Using life cover to reduce IHT liabilityPosted on: 25 March 2008 by Gareth Hargreaves
Keep your life insurance, no matter how secure you feel.
It pays to keep your life insurance, no matter how financially secure you feel.
We all know that your commitments and responsibilities are far different now to those you had in your thirties. With the kids out the door, finally supporting themselves, and the mortgage paid you could be forgiven for being suspicious about why you could still have a need for life insurance.
There are still a number of roles life insurance can play in the protection portfolios of older people. A key area for this market is the provisions of funds to meet an inheritance tax (IHT) liability. If you have not already done so and you are in this age group, then we strongly recommend that you start thinking about inheritance tax planning. Excluding assets left to a spouse, assets passing to other individuals which exceed £255,000 (2003/04) would be liable to IHT at 40% on the excess.
In this situation, a ‘whole of life’ contract written in trust can provide an IHT free lump sum to ensure that, on death, your beneficiaries will be in a position to pay what could amount to an extremely large IHT bill. You can, of course, make gifts to your children or grandchildren during your lifetime.
But if death occurs within 7 years of the transfer, this will still carry a potential liability for any gifts that exceed the normal annual exemptions available. Policies are available that cover the potential tax liability on such gifts.
IHT is chargeable in two circumstances - on death and on a transfer of capital. If the policy is not written in trust, the insurance payout will increase the inheritance tax liability rather than pay it. This is because any insurance payout made without a trust arrangement would go straight into your estate, where it would be taxable under Inland Revenue rules. However, if the policy is under trust, it will not be treated as part of your estate.
The role of life insurance for the over-50s does not end at IHT planning. There are an increasing number of second marriages, and the decision to delay starting a family means that more and more children are being born to older parents.
If this is similar to your situation, it may be wise to make provision for short-term expenses while your children are still financially dependent on you.
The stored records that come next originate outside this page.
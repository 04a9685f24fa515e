//! Transaction endpoints (`transactions/...`).

use web3data_core::Result;

use crate::client::{ApiResponse, RestClient};
use crate::params::QueryParams;

#[derive(Debug, Clone, Copy)]
pub struct TransactionHandler<'a> {
    client: &'a RestClient,
}

impl<'a> TransactionHandler<'a> {
    pub fn new(client: &'a RestClient) -> Self {
        Self { client }
    }

    async fn query(&self, route: &str, params: &QueryParams) -> Result<ApiResponse> {
        let base = self.client.resource("transactions/");
        self.client.query(&base, route, params).await
    }

    /// A single transaction by hash.
    pub async fn information(&self, tx_hash: &str, params: &QueryParams) -> Result<ApiResponse> {
        self.query(tx_hash, params).await
    }

    pub async fn token_transfers(&self, tx_hash: &str) -> Result<ApiResponse> {
        self.client.ensure_supported("transaction.token_transfers")?;
        self.query(&format!("{tx_hash}/token-transfers"), &QueryParams::new())
            .await
    }

    /// Search transactions (`blockNumber`, `from`, `to`, `startDate`, ...).
    pub async fn find(&self, params: &QueryParams) -> Result<ApiResponse> {
        self.query("", params).await
    }

    pub async fn gas_percentiles(&self, params: &QueryParams) -> Result<ApiResponse> {
        self.client.ensure_supported("transaction.gas_percentiles")?;
        self.query("gas/percentiles", params).await
    }

    /// Gas price predictions for the next blocks.
    pub async fn gas_predictions(&self) -> Result<ApiResponse> {
        self.client.ensure_supported("transaction.gas_predictions")?;
        self.query("gas/predictions", &QueryParams::new()).await
    }

    pub async fn metrics(&self) -> Result<ApiResponse> {
        self.query("metrics/latest", &QueryParams::new()).await
    }

    pub async fn volume(&self, params: &QueryParams) -> Result<ApiResponse> {
        self.query("volume", params).await
    }
}
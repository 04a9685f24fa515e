//! Tracing / logging initialisation.

use std::collections::HashMap;

use serde::{Deserialize, Serialize};
use tracing_subscriber::{fmt, layer::SubscriberExt, util::SubscriberInitExt, EnvFilter};

/// Log level per component.
#[derive(Debug, Clone, Serialize, Deserialize)]
pub struct LogConfig {
    /// Global default level: "trace" | "debug" | "info" | "warn" | "error"
    #[serde(default = "default_level")]
    pub level: String,
    /// Override per component: crate name → level
    #[serde(default)]
    pub components: HashMap<String, String>,
    /// Emit JSON structured logs (true) or human-readable text (false)
    #[serde(default)]
    pub json: bool,
}

fn default_level() -> String {
    "info".to_string()
}

impl Default for LogConfig {
    fn default() -> Self {
        Self {
            level: default_level(),
            components: HashMap::new(),
            json: false,
        }
    }
}

impl LogConfig {
    /// Filter directives, e.g. `warn,web3data_ws=debug`.
    pub fn directives(&self) -> String {
        let mut directives = self.level.clone();
        let mut components: Vec<_> = self.components.iter().collect();
        components.sort();
        for (component, level) in components {
            directives.push_str(&format!(",{}={}", component.replace('-', "_"), level));
        }
        directives
    }
}

/// Install the global subscriber. `RUST_LOG` wins over `config` when set.
/// Logs go to stderr so command output on stdout stays machine-readable.
pub fn init_tracing(config: &LogConfig) {
    let filter = EnvFilter::try_from_default_env()
        .or_else(|_| EnvFilter::try_new(config.directives()))
        .unwrap_or_else(|_| EnvFilter::new("info"));

    if config.json {
        tracing_subscriber::registry()
            .with(filter)
            .with(fmt::layer().json().with_writer(std::io::stderr))
            .init();
    } else {
        tracing_subscriber::registry()
            .with(filter)
            .with(fmt::layer().with_writer(std::io::stderr))
            .init();
    }
}
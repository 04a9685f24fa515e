//! REST query executor and HTTP JSON-RPC call, backed by `reqwest`.

use reqwest::header::{HeaderMap, HeaderValue, USER_AGENT};
use serde::Serialize;
use serde_json::Value;
use url::Url;

use web3data_core::{is_truthy, Chain, ClientConfig, Error, JsonRpcRequest, JsonRpcResponse, Result, RpcId};

use crate::params::QueryParams;

const API_KEY_HEADER: &str = "x-api-key";
const BLOCKCHAIN_ID_HEADER: &str = "x-amberdata-blockchain-id";

/// A decoded REST response body.
#[derive(Debug, Clone, PartialEq, Serialize)]
#[serde(untagged)]
pub enum ApiResponse {
    Json(Value),
    /// Raw body of a `format=csv` request.
    Text(String),
}

impl ApiResponse {
    pub fn as_json(&self) -> Option<&Value> {
        match self {
            Self::Json(v) => Some(v),
            Self::Text(_) => None,
        }
    }

    pub fn as_text(&self) -> Option<&str> {
        match self {
            Self::Json(_) => None,
            Self::Text(t) => Some(t),
        }
    }

    /// The JSON body, or [`Error::Api`] for a text response.
    pub fn into_json(self) -> Result<Value> {
        match self {
            Self::Json(v) => Ok(v),
            Self::Text(_) => Err(Error::Api("expected a JSON response, got text".into())),
        }
    }
}

/// Resolve `route` against `base` (RFC 3986 relative resolution).
///
/// `base` should end with `/`; otherwise its last segment is replaced.
pub fn join_url(base: &str, route: &str) -> Result<Url> {
    Url::parse(base)
        .and_then(|b| b.join(route))
        .map_err(|e| Error::InvalidUrl(format!("{base} + {route}: {e}")))
}

/// Interpret a response body.
///
/// An empty body, or JSON that is `null`, `false`, `0`, `""`, `[]` or `{}`,
/// is [`Error::EmptyResponse`]. CSV requests are returned as text without
/// parsing.
pub fn classify_body(body: &[u8], params: &QueryParams) -> Result<ApiResponse> {
    if body.is_empty() {
        return Err(Error::EmptyResponse);
    }
    if params.is_csv() {
        return Ok(ApiResponse::Text(String::from_utf8_lossy(body).into_owned()));
    }
    let value: Value = serde_json::from_slice(body).map_err(|_| {
        Error::Api(format!(
            "Unable to parse API response to JSON: {}",
            String::from_utf8_lossy(body)
        ))
    })?;
    if !is_truthy(&value) {
        return Err(Error::EmptyResponse);
    }
    Ok(ApiResponse::Json(value))
}

/// HTTP client bound to one chain.
///
/// Every REST request carries the API key, the chain's blockchain id and the
/// configured `User-Agent`.
#[derive(Debug, Clone)]
pub struct RestClient {
    http: reqwest::Client,
    chain: Chain,
    api_key: String,
    rest_base_url: String,
    rpc_url: String,
    headers: HeaderMap,
}

impl RestClient {
    pub fn new(config: &ClientConfig, chain: Chain) -> Result<Self> {
        let http = reqwest::Client::builder()
            .timeout(config.request_timeout())
            .build()
            .map_err(|e| Error::Http(e.to_string()))?;

        let mut headers = HeaderMap::new();
        headers.insert(API_KEY_HEADER, header_value(API_KEY_HEADER, &config.api_key)?);
        headers.insert(BLOCKCHAIN_ID_HEADER, HeaderValue::from_static(chain.blockchain_id()));
        headers.insert(USER_AGENT, header_value("User-Agent", &config.user_agent)?);

        let mut rest_base_url = config.rest_base_url.clone();
        if !rest_base_url.ends_with('/') {
            rest_base_url.push('/');
        }

        Ok(Self {
            http,
            chain,
            api_key: config.api_key.clone(),
            rest_base_url,
            rpc_url: config.rpc_url.clone(),
            headers,
        })
    }

    pub fn chain(&self) -> Chain {
        self.chain
    }

    /// REST base URL, always ending with `/`.
    pub fn base_url(&self) -> &str {
        &self.rest_base_url
    }

    /// Base URL of a resource, e.g. `resource("blocks/123/")`.
    pub fn resource(&self, path: &str) -> String {
        format!("{}{}", self.rest_base_url, path)
    }

    /// Fail with [`Error::UnsupportedChain`] when `operation` is gated on this chain.
    pub fn ensure_supported(&self, operation: &'static str) -> Result<()> {
        self.chain.ensure_supported(operation)
    }

    /// GET `route` resolved against `base`, with `params` as the query string.
    pub async fn query(&self, base: &str, route: &str, params: &QueryParams) -> Result<ApiResponse> {
        let url = join_url(base, route)?;
        tracing::debug!(url = %url, route, chain = %self.chain, "REST query");

        let resp = self
            .http
            .get(url)
            .headers(self.headers.clone())
            .query(params.pairs())
            .send()
            .await
            .map_err(|e| Error::Http(e.to_string()))?;

        let status = resp.status();
        let body = resp.bytes().await.map_err(|e| Error::Http(e.to_string()))?;
        if !status.is_success() {
            tracing::debug!(status = status.as_u16(), "REST query returned an error status");
        }
        classify_body(&body, params)
    }

    /// POST a JSON-RPC 2.0 call to the RPC endpoint.
    ///
    /// Only chains with RPC support accept this; others fail before any
    /// request is made. The API key travels as the `x-api-key` query
    /// parameter.
    pub async fn rpc(
        &self,
        method: &str,
        params: Vec<Value>,
        id: impl Into<RpcId>,
    ) -> Result<JsonRpcResponse> {
        self.chain.ensure_rpc()?;

        let req = JsonRpcRequest::new(id, method, params);
        tracing::debug!(method, chain = %self.chain, "RPC call");

        let resp = self
            .http
            .post(&self.rpc_url)
            .header(BLOCKCHAIN_ID_HEADER, self.chain.blockchain_id())
            .query(&[(API_KEY_HEADER, self.api_key.as_str())])
            .json(&req)
            .send()
            .await
            .map_err(|e| Error::Http(e.to_string()))?;

        let body = resp.bytes().await.map_err(|e| Error::Http(e.to_string()))?;
        Ok(serde_json::from_slice::<JsonRpcResponse>(&body)?)
    }
}

fn header_value(name: &str, value: &str) -> Result<HeaderValue> {
    HeaderValue::from_str(value).map_err(|e| Error::Http(format!("invalid {name} header: {e}")))
}
//! web3data-ws: WebSocket subscriptions over JSON-RPC 2.0.
//!
//! # Features
//! - Many logical subscriptions multiplexed over a single connection
//! - Acknowledgement correlation through client-generated request ids
//! - Push routing from server-assigned subscription ids to user callbacks
//! - Deferred subscribe: registrations are flushed once the socket opens
//! - Optional reconnect with exponential backoff and subscription replay
//!
//! [`SubscriptionManager`] is the transport-agnostic state machine;
//! [`WebsocketClient`] drives it over a `tokio-tungstenite` connection.

pub mod client;
pub mod error;
pub mod subscriptions;
pub mod transport;

pub use client::{WebsocketClient, WsClientConfig, WsHandle};
pub use error::WsError;
pub use subscriptions::{
    Callback, ConnectionContext, ConnectionState, Dispatched, SubscriptionId,
    SubscriptionManager, Topics,
};
pub use transport::{Outbox, Transport};
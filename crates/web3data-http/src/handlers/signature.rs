//! Function/event signature lookup (`signatures/...`).

use web3data_core::Result;

use crate::client::{ApiResponse, RestClient};
use crate::params::QueryParams;

#[derive(Debug, Clone, Copy)]
pub struct SignatureHandler<'a> {
    client: &'a RestClient,
}

impl<'a> SignatureHandler<'a> {
    pub fn new(client: &'a RestClient) -> Self {
        Self { client }
    }

    /// Text signatures matching a 4-byte selector or event topic hash.
    pub async fn details(&self, signature: &str) -> Result<ApiResponse> {
        self.client.ensure_supported("signature.details")?;
        let base = self.client.resource("signatures/");
        self.client.query(&base, signature, &QueryParams::new()).await
    }
}
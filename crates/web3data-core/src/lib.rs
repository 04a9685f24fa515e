//! web3data-core: foundation types shared by the web3data crates.
//!
//! # Overview
//!
//! - [`Chain`]: the chains served by the API, their blockchain ids and the
//!   capability table that gates operations per chain
//! - [`JsonRpcRequest`] / [`JsonRpcResponse`]: JSON-RPC 2.0 wire types
//! - [`ClientConfig`]: endpoint URLs, API key and timeouts
//! - [`Error`]: REST and RPC error type

pub mod chain;
pub mod config;
pub mod error;
pub mod request;

pub use chain::Chain;
pub use config::ClientConfig;
pub use error::{Error, Result};
pub use request::{is_truthy, JsonRpcError, JsonRpcRequest, JsonRpcResponse, RpcId, RpcParam};
#[cfg(test)]
mod tests {
    use super::*;
    use crate::transport::Outbox;
    use serde_json::json;
    use std::sync::{Arc, Mutex};

    fn manager() -> SubscriptionManager<Outbox> {
        SubscriptionManager::new(Outbox::new(), "wss://ws.test/")
    }

    fn recorder() -> (
        Arc<Mutex<Vec<Value>>>,
        impl FnMut(&mut ConnectionContext, &Value) -> anyhow::Result<()> + Send + 'static,
    ) {
        let seen = Arc::new(Mutex::new(Vec::new()));
        let sink = Arc::clone(&seen);
        (seen, move |_: &mut ConnectionContext, msg: &Value| {
            sink.lock().unwrap().push(msg.clone());
            Ok(())
        })
    }

    fn sent(mgr: &mut SubscriptionManager<Outbox>) -> Vec<Value> {
        mgr.transport_mut()
            .drain()
            .iter()
            .map(|f| serde_json::from_str(f).unwrap())
            .collect()
    }

    fn ack(id: &RpcId, result: Value) -> String {
        json!({"jsonrpc": "2.0", "id": id, "result": result}).to_string()
    }

    fn push(subscription: &str, result: Value) -> String {
        json!({
            "jsonrpc": "2.0",
            "method": "subscription",
            "params": {"subscription": subscription, "result": result}
        })
        .to_string()
    }

    /// Registers "block", opens, and confirms it as `sub-123`.
    fn confirmed(
        mgr: &mut SubscriptionManager<Outbox>,
    ) -> (RpcId, Arc<Mutex<Vec<Value>>>) {
        let (seen, cb) = recorder();
        let id = mgr.register("block", cb).unwrap();
        mgr.handle_open().unwrap();
        mgr.transport_mut().drain();
        mgr.handle_message(&ack(&id, json!("sub-123"))).unwrap();
        (id, seen)
    }

    #[test]
    fn request_ids_are_unique() {
        let mut mgr = manager();
        let ids: HashSet<RpcId> = (0..500).map(|_| mgr.register_silent("block").unwrap()).collect();
        assert_eq!(ids.len(), 500);
        assert_eq!(mgr.pending_len(), 500);
    }

    #[test]
    fn register_defers_until_open() {
        let mut mgr = manager();
        let id = mgr.register_silent(["block", "uncle"]).unwrap();

        assert!(mgr.transport().is_empty());
        assert!(mgr.is_pending(&id));
        assert_eq!(mgr.len(), 1);
        assert_eq!(mgr.topics(&id).unwrap(), &[json!("block"), json!("uncle")]);
        assert_eq!(mgr.state(), ConnectionState::Idle);
    }

    #[test]
    fn open_flushes_every_registration_verbatim() {
        let mut mgr = manager();
        let ids: Vec<RpcId> = ["block", "transaction", "pending_transaction"]
            .into_iter()
            .map(|t| mgr.register_silent(t).unwrap())
            .collect();

        let flushed = mgr.handle_open().unwrap();
        assert_eq!(flushed, 3);

        let frames = mgr.transport_mut().drain();
        assert_eq!(frames.len(), 3);
        for id in &ids {
            let stored = mgr.payload(id).unwrap();
            assert_eq!(frames.iter().filter(|f| f.as_str() == stored).count(), 1);
        }
    }

    #[test]
    fn scenario_subscribe_and_confirm() {
        let mut mgr = manager();
        let (_, cb) = recorder();
        let id = mgr.register("block", cb).unwrap();
        mgr.handle_open().unwrap();

        let frames = sent(&mut mgr);
        assert_eq!(
            frames,
            vec![json!({"id": id, "jsonrpc": "2.0", "method": "subscribe", "params": ["block"]})]
        );

        let dispatched = mgr.handle_message(&ack(&id, json!("sub-123"))).unwrap();
        assert_eq!(
            dispatched,
            Dispatched::Subscribed {
                id: id.clone(),
                subscription: "sub-123".into()
            }
        );
        assert!(!mgr.is_pending(&id));
        assert_eq!(mgr.local_id(&"sub-123".into()), Some(&id));
    }

    #[test]
    fn scenario_push_routes_to_callback() {
        let mut mgr = manager();
        let (_, seen) = confirmed(&mut mgr);
        let (other_seen, other_cb) = recorder();
        let other = mgr.register("transaction", other_cb).unwrap();
        mgr.handle_message(&ack(&other, json!("sub-456"))).unwrap();

        let raw = push("sub-123", json!({"number": 42}));
        let dispatched = mgr.handle_message(&raw).unwrap();

        assert_eq!(dispatched, Dispatched::Data { subscription: "sub-123".into() });
        let seen = seen.lock().unwrap();
        assert_eq!(seen.len(), 1);
        assert_eq!(seen[0], serde_json::from_str::<Value>(&raw).unwrap());
        assert!(other_seen.lock().unwrap().is_empty());
    }

    #[test]
    fn scenario_unregister() {
        let mut mgr = manager();
        let (local, _) = confirmed(&mut mgr);

        let unsub = mgr.unregister(&"sub-123".into()).unwrap();

        assert!(mgr.is_empty());
        assert!(mgr.payload(&local).is_none());
        assert!(mgr.local_id(&"sub-123".into()).is_none());
        assert!(mgr.is_pending(&unsub));
        assert_ne!(unsub, local);

        let frames = sent(&mut mgr);
        assert_eq!(frames.len(), 1);
        assert_eq!(frames[0]["method"], "unsubscribe");
        assert_eq!(frames[0]["params"], json!(["sub-123"]));
        assert_eq!(frames[0]["id"], json!(unsub));

        let dispatched = mgr.handle_message(&ack(&unsub, json!(true))).unwrap();
        assert_eq!(dispatched, Dispatched::Unsubscribed { id: unsub.clone() });
        assert_eq!(mgr.pending_len(), 0);
        assert!(mgr.is_empty());
    }

    #[test]
    fn scenario_unregister_unknown() {
        let mut mgr = manager();
        mgr.handle_open().unwrap();

        let err = mgr.unregister(&"unknown-id".into()).unwrap_err();

        assert!(matches!(err, WsError::UnknownSubscription(ref s) if s.0 == "unknown-id"));
        assert!(mgr.transport().is_empty());
        assert_eq!(mgr.pending_len(), 0);
    }

    #[test]
    fn unregister_requires_open_connection() {
        let mut mgr = manager();
        let (local, _) = confirmed(&mut mgr);
        // Flip the state only; handle_close would also drop the mapping.
        mgr.state = ConnectionState::Closed;

        let err = mgr.unregister(&"sub-123".into()).unwrap_err();
        assert!(matches!(err, WsError::NotConnected));
        assert!(mgr.payload(&local).is_some());
        assert!(mgr.transport().is_empty());
    }

    #[test]
    fn unknown_shape_is_reported_without_mutation() {
        let mut mgr = manager();
        let id = mgr.register_silent("block").unwrap();
        mgr.handle_open().unwrap();
        mgr.transport_mut().drain();

        let err = mgr
            .handle_message(&ack(&id, json!({"invalid": "datatype"})))
            .unwrap_err();

        assert!(matches!(err, WsError::UnknownMessage(_)));
        assert!(mgr.is_pending(&id));
        assert_eq!(mgr.pending_len(), 1);
        assert_eq!(mgr.len(), 1);
        assert!(mgr.transport().is_empty());
    }

    #[test]
    fn malformed_json_is_distinct_from_unknown_shape() {
        let mut mgr = manager();
        let err = mgr.handle_message("invalid").unwrap_err();
        assert!(matches!(err, WsError::MalformedFrame(_)));
        assert!(err.is_protocol_error());
    }

    #[test]
    fn push_for_unknown_subscription() {
        let mut mgr = manager();
        let err = mgr.handle_message(&push("nope", json!({}))).unwrap_err();
        assert!(matches!(err, WsError::UnknownSubscription(ref s) if s.0 == "nope"));
    }

    #[test]
    fn params_without_subscription_is_unknown_shape() {
        let mut mgr = manager();
        let raw = json!({"jsonrpc": "2.0", "method": "subscription", "params": {"result": 1}});
        let err = mgr.handle_message(&raw.to_string()).unwrap_err();
        assert!(matches!(err, WsError::UnknownMessage(_)));
    }

    #[test]
    fn empty_params_fall_through_to_ack() {
        let mut mgr = manager();
        let id = mgr.register_silent("block").unwrap();
        let raw = json!({"jsonrpc": "2.0", "id": id, "params": {}, "result": "sub-1"});
        let dispatched = mgr.handle_message(&raw.to_string()).unwrap();
        assert!(matches!(dispatched, Dispatched::Subscribed { .. }));
    }

    #[test]
    fn ack_is_consumed_once() {
        let mut mgr = manager();
        let id = mgr.register_silent("block").unwrap();
        mgr.handle_message(&ack(&id, json!("sub-1"))).unwrap();

        let err = mgr.handle_message(&ack(&id, json!("sub-2"))).unwrap_err();
        assert!(matches!(err, WsError::UnexpectedAck(ref unexpected) if *unexpected == id));
        assert!(mgr.local_id(&"sub-2".into()).is_none());

        let err = mgr.handle_message(&ack(&RpcId::Number(1), json!(true))).unwrap_err();
        assert!(matches!(err, WsError::UnexpectedAck(RpcId::Number(1))));
    }

    #[test]
    fn error_response_is_rejected() {
        let mut mgr = manager();
        let id = mgr.register_silent("no-such-topic").unwrap();
        let raw = json!({
            "jsonrpc": "2.0",
            "id": id,
            "error": {"code": -32602, "message": "invalid params"}
        });

        let err = mgr.handle_message(&raw.to_string()).unwrap_err();
        match err {
            WsError::Rejected { id: rejected, error } => {
                assert_eq!(rejected, id);
                assert_eq!(error.code, -32602);
            }
            other => panic!("expected Rejected, got {other:?}"),
        }
        assert!(!mgr.is_pending(&id));
        assert!(mgr.payload(&id).is_none());
    }

    #[test]
    fn rejected_subscription_is_not_replayed() {
        let mut mgr = manager();
        let id = mgr.register_silent("no-such-topic").unwrap();
        let kept = mgr.register_silent("block").unwrap();
        mgr.handle_open().unwrap();
        mgr.transport_mut().drain();

        let raw = json!({"jsonrpc": "2.0", "id": id, "error": {"code": -32602, "message": "bad topic"}});
        assert!(matches!(
            mgr.handle_message(&raw.to_string()),
            Err(WsError::Rejected { .. })
        ));

        for _ in 0..3 {
            mgr.handle_close();
            assert_eq!(mgr.handle_open().unwrap(), 1);
            assert_eq!(mgr.transport_mut().drain(), vec![mgr.payload(&kept).unwrap().to_string()]);
            assert_eq!(mgr.pending_len(), 1);
            assert_eq!(mgr.len(), 1);
        }

        // A second error for the same id is reported but changes nothing.
        assert!(matches!(
            mgr.handle_message(&raw.to_string()),
            Err(WsError::Rejected { .. })
        ));
        assert!(mgr.is_pending(&kept));
        assert_eq!(mgr.len(), 1);
    }

    #[test]
    fn acks_out_of_order_route_to_their_own_callbacks() {
        let mut mgr = manager();
        let (seen_a, cb_a) = recorder();
        let (seen_b, cb_b) = recorder();
        let a = mgr.register("block", cb_a).unwrap();
        let b = mgr.register("transaction", cb_b).unwrap();
        assert_eq!(mgr.handle_open().unwrap(), 2);
        mgr.transport_mut().drain();

        mgr.handle_message(&ack(&b, json!("sub-b"))).unwrap();
        assert!(mgr.is_pending(&a));
        mgr.handle_message(&ack(&a, json!("sub-a"))).unwrap();
        assert_eq!(mgr.pending_len(), 0);
        assert_eq!(mgr.local_id(&"sub-a".into()), Some(&a));
        assert_eq!(mgr.local_id(&"sub-b".into()), Some(&b));

        mgr.handle_message(&push("sub-b", json!({"hash": "0xb"}))).unwrap();
        mgr.handle_message(&push("sub-a", json!({"number": 1}))).unwrap();
        mgr.handle_message(&push("sub-b", json!({"hash": "0xc"}))).unwrap();

        let seen_a = seen_a.lock().unwrap();
        let seen_b = seen_b.lock().unwrap();
        assert_eq!(seen_a.len(), 1);
        assert_eq!(seen_a[0]["params"]["result"], json!({"number": 1}));
        assert_eq!(seen_b.len(), 2);
        assert_eq!(seen_b[0]["params"]["result"], json!({"hash": "0xb"}));
        assert_eq!(seen_b[1]["params"]["result"], json!({"hash": "0xc"}));
    }

    #[test]
    fn register_while_open_sends_immediately() {
        let mut mgr = manager();
        mgr.handle_open().unwrap();
        let id = mgr.register_silent("block").unwrap();

        let frames = mgr.transport_mut().drain();
        assert_eq!(frames, vec![mgr.payload(&id).unwrap().to_string()]);
    }

    #[test]
    fn callback_error_propagates() {
        let mut mgr = manager();
        let id = mgr
            .register("block", |_, _| Err(anyhow::anyhow!("handler exploded")))
            .unwrap();
        mgr.handle_open().unwrap();
        mgr.handle_message(&ack(&id, json!("sub-1"))).unwrap();

        let err = mgr.handle_message(&push("sub-1", json!(1))).unwrap_err();
        assert!(matches!(err, WsError::Callback(_)));
        assert!(err.to_string().contains("handler exploded"));
    }

    #[test]
    fn callback_can_request_close() {
        let mut mgr = manager();
        let id = mgr
            .register("block", |ctx, _| {
                ctx.close();
                Ok(())
            })
            .unwrap();
        mgr.handle_open().unwrap();
        mgr.handle_message(&ack(&id, json!("sub-1"))).unwrap();
        assert!(!mgr.context().close_requested());

        mgr.handle_message(&push("sub-1", json!(1))).unwrap();
        assert!(mgr.context().close_requested());
    }

    #[test]
    fn corrupted_entry_aborts_flush() {
        let mut mgr = manager();
        let id = mgr.register_silent("block").unwrap();
        if let Some(entry) = mgr.entries.get_mut(&id) {
            entry.request.id = RpcId::Null;
        }

        let err = mgr.handle_open().unwrap_err();
        assert!(matches!(err, WsError::Internal(_)));
        assert!(mgr.transport().is_empty());
    }

    #[test]
    fn hooks_receive_context() {
        let mut mgr = manager();
        let events = Arc::new(Mutex::new(Vec::new()));

        let e = Arc::clone(&events);
        mgr.set_on_open(move |ctx| e.lock().unwrap().push(format!("open {}", ctx.url())));
        let e = Arc::clone(&events);
        mgr.set_on_error(move |_, err| e.lock().unwrap().push(format!("error {err}")));
        let e = Arc::clone(&events);
        mgr.set_on_close(move |_| e.lock().unwrap().push("close".into()));

        mgr.handle_open().unwrap();
        mgr.handle_error(&WsError::WebSocket("reset".into()));
        mgr.handle_close();

        assert_eq!(
            *events.lock().unwrap(),
            vec![
                "open wss://ws.test/".to_string(),
                "error WebSocket error: reset".to_string(),
                "close".to_string(),
            ]
        );
        assert_eq!(mgr.state(), ConnectionState::Closed);
    }

    #[test]
    fn reopen_replays_table() {
        let mut mgr = manager();
        let (local, seen) = confirmed(&mut mgr);
        let stored = mgr.payload(&local).unwrap().to_string();

        mgr.handle_close();
        assert!(mgr.local_id(&"sub-123".into()).is_none());
        assert_eq!(mgr.pending_len(), 0);

        assert_eq!(mgr.handle_open().unwrap(), 1);
        assert_eq!(mgr.transport_mut().drain(), vec![stored]);
        assert!(mgr.is_pending(&local));

        mgr.handle_message(&ack(&local, json!("sub-789"))).unwrap();
        mgr.handle_message(&push("sub-789", json!({"number": 7}))).unwrap();
        assert_eq!(seen.lock().unwrap().len(), 1);
    }

    #[test]
    fn topics_builder() {
        let topics = Topics::new("address:logs")
            .with_filter(json!({"address": "0xabc"}));
        assert_eq!(
            topics.as_params(),
            &[json!("address:logs"), json!({"address": "0xabc"})]
        );
        assert_eq!(Topics::from(vec!["a".to_string()]).into_params(), vec![json!("a")]);
        assert_eq!(Topics::new("a").and("b"), Topics::from(["a", "b"]));
    }
}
Family income benefit insurance could be used to cover any regular payments, such as school fees or university costs.
You might also require life insurance to ensure that any outstanding debts, such as personal loans or credit cards, are repaid on your death to prevent debts being passed to loved ones.
Various plans are available that address this market. Typically, most plans aimed at the 50-something market require no medical underwriting and acceptance for many of them is guaranteed.